Our Jetstar flights to Japan over the Easter school holidays in April.
In fairness to Jetstar, this is hardly a surprise as Japan does not appear to be opening its borders anytime soon. I’m not even sure that they will be open by their new restart date of May.
Unfortunately, this means that we now do not have any holiday bookings over the two week Easter break. This would make B’s workplace happy, as they did not want her to take leave, despite us booking it months ago. But it doesn’t bring any joy to us.
I feel like I’ve been stuck in this house forever and simply going into the office is not going to fix it, whatever it might do for the pockets of the CBD landlords (nothing in my case). It’ll have been a year since we flew up to Darwin (felt like another country) and almost three since we were last out of Australia (Singapore). In between, a few nice driving trips, though who knows how easy they will be after all this rain and flooding.
Aside from a few low cost carriers, international airfares are outrageously high for a family of three over Easter and destinations still limited. Covid is more rampant in Singapore than in Sydney. The war in the Ukraine could spill into Europe. Put the rest of the family in a tropical resort and they go crazy from boredom.

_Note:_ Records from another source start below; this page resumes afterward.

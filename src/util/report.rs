use crate::models::window::{evictions, WindowStep};
use crate::util::human::{fmt_average, fmt_sample};

/// Generate a human-readable report of a windowed run to a String.
pub fn generate(capacity: usize, steps: &[WindowStep], precision: usize) -> String {
    let now = chrono::Local::now().format("%Y-%m-%d %H:%M:%S");
    let mut out = String::new();

    out.push_str("═══════════════════════════════════════════════\n");
    out.push_str(&format!("  RingSum Window Report — {}\n", now));
    out.push_str("═══════════════════════════════════════════════\n\n");

    // ── Steps ──────────────────────────────────────────────────────────
    out.push_str(&format!(
        "── Samples ({}, capacity {}) ──────────────────────\n",
        steps.len(), capacity
    ));
    out.push_str(&format!(
        "  {:>5} {:>14} {:>5} {:>5} {:>14} {:>14} {:>14}\n",
        "Step", "Value", "Head", "Occ", "Sum", "Average", "Evicted"
    ));
    out.push_str(&format!("  {}\n", "─".repeat(77)));
    for s in steps {
        let evicted = match s.evicted {
            Some(v) => fmt_sample(v, precision),
            None    => "—".to_string(),
        };
        out.push_str(&format!(
            "  {:>5} {:>14} {:>5} {:>5} {:>14} {:>14} {:>14}\n",
            s.step,
            fmt_sample(s.value, precision),
            s.head,
            s.occupancy,
            fmt_sample(s.sum, precision),
            fmt_average(s.average, precision),
            evicted,
        ));
    }
    out.push('\n');

    // ── Summary ────────────────────────────────────────────────────────
    out.push_str("── Summary ────────────────────────────────────\n");
    match steps.last() {
        Some(last) => {
            out.push_str(&format!("  Final sum:     {}\n", fmt_sample(last.sum, precision)));
            out.push_str(&format!("  Final average: {}\n", fmt_average(last.average, precision)));
            out.push_str(&format!("  Retained:      {} of {}\n", last.occupancy, capacity));
        }
        None => out.push_str("  ● No samples pushed\n"),
    }
    out.push_str(&format!("  Evictions:     {}\n", evictions(steps)));
    out
}

#[cfg(test)]
mod tests {
    use super::*;
    use crate::models::window::run_window;
    use crate::util::ring_buffer::RingBuffer;

    #[test]
    fn report_has_row_per_step_and_summary() {
        let mut buf = RingBuffer::new(3).unwrap();
        let steps = run_window(&mut buf, vec![1.0, 2.0, 3.0, 4.0]).unwrap();
        let text = generate(3, &steps, 1);

        assert!(text.contains("RingSum Window Report"));
        assert!(text.contains("Samples (4, capacity 3)"));
        assert!(text.contains("Final sum:     9.0"));
        assert!(text.contains("Final average: 3.0"));
        assert!(text.contains("Retained:      3 of 3"));
        assert!(text.contains("Evictions:     1"));

        let rows = text.lines().filter(|l| l.trim_start().starts_with(char::is_numeric)).count();
        assert_eq!(rows, 4);
    }

    #[test]
    fn empty_run_says_so() {
        let text = generate(4, &[], 2);
        assert!(text.contains("No samples pushed"));
        assert!(text.contains("Evictions:     0"));
    }
}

I don’t know the answer. These are first world problems compared to pandemics, floods and war. The mice have probably all drowned now, but the four horsemen of the apocalypse are a’roamin out there. They always are, but just a bit more visible now to Western eyes.
Doesn’t mean that I can’t feel like shit. Languishing is the term they use. An inability to find joy in the everyday. A sense of going nowhere.
I look out the window. There’s a hint of blue behind the cloud and drizzle and there, above the neighbour’s house, a faint rainbow. A sign? I don’t believe in those.
A reminder that things change. Sometimes it just happens, other times it needs a push.
Keep looking.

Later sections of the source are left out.